After all this, I wanted the course to bring out a sense of the times by having veterans give personal accounts. My class heard presentations from a diverse twosome: a peace activist, and a Vietnamese air force pilot. I invited veterans who had been giving presentations to high school classes in the area, and were from my VVA chapter. Students learned that the peace activist actually went to jail for one and half years rather than report for the draft. The Chicago area has an extensive Vietnamese neighborhood, so finding a Vietnamese volunteer was not difficult. The pilot was in a re-education camp for ten years in Vietnam after the war. I also managed to get a former general who, after the war, started a non-profit organization to help vets. I also read correspondence to the class from a "Donut Dolly" who helped an activist avoid a CID capture in Germany. My greatest regret was not having stories of nurses who had served in Vietnam. It was good to read a current issue of the VFP Newsletter outlining an article by Fred Milano who addressed this topic. There is always grist for the next class!

And for the fun part, I added music and movies to the mix. Truth be told, these additions probably drew more students than the history lessons. And so it goes… We even had a capitalistic discussion on the revenue from these films, or the budget versus the box office dollars. Clearly, all of us have been in the wrong business. For the movies, I started with the Quiet American, and then moved on to some of the usual: Green Berets, Born on the Fourth of July, We Were Soldiers, Casualties of War, Coming Home, Hamburger Hill, Apocalypse Now, Platoon, and ended with Good Morning Vietnam. I like the late Robin Williams. I relished the lessons with explanations on how these films came about, how the actors got the parts, described various mishaps, etc. All of this, I thought added a cultural context for the War back at home.

The music was something else. This was the most interesting type of research. I depended a great deal on We Gotta Get Out of This Place by Doug Bradley and Craig Werner which was reviewed in this publication. The influence of the Hispanic beat made me sit up and snap fingers. The class got: What a Wonderful World; The Green Berets; An Okie From Muskogee; Eve of Destruction; We Gotta Get Out of This Place ( my favorite); Soul Sacrifice; What Are We Fighting For; Give Peace A Chance; Born In The USA; and What's Going On. I played the entire songs, offering commentary, only to have the professor in the adjacent class ask if we would lower the volume.

I met Brian Lamb of CSPAN at the National Archives when I was doing research. After a lengthy discussion, he said he would pass my name on to his producer of American History TV on the weekend. They came to Triton College with a boatload of equipment. They filmed the last session, Lessons Learned from Vietnam, which you can actually view. That was amazing!

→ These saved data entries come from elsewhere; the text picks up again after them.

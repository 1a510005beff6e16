// Core algorithm exports
pub mod collation;
pub mod distance;
pub mod edit_distance;
pub mod engine;
pub mod facets;
pub mod filters;
pub mod fuzzy;
pub mod normalize;
pub mod sorting;
pub mod tags;

pub use collation::{spanish_cmp, CollationKey};
pub use distance::{annotate_distances, clear_distances, distance_between, haversine_distance};
pub use edit_distance::{bounded_levenshtein, within_distance};
pub use engine::{SearchEngine, SearchResult};
pub use facets::{cuisine_facets, district_facets};
pub use filters::{filter_records, filter_records_with, matches_record, DerivedRecord};
pub use fuzzy::{matches, FuzzyQuery};
pub use normalize::{normalize, normalize_opt};
pub use sorting::{compare, sort_in_place, sort_records, DISTANCE_SENTINEL, PRICE_SENTINEL};
pub use tags::{parse_tags, TagParser, CUISINE_DELIMITER};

If truth be told, I really designed the course for me. I was both teacher and student. As I started preparing for the course, I thought over the questions raised at the beginning of this review. There is always more to learn, to teach. Bottom line: I wanted to know.

Ed White is a Marine Vietnam combat vet with memberships in VVAW, VFP, and VVA. He has taught courses on the Vietnam War at Triton College in Illinois.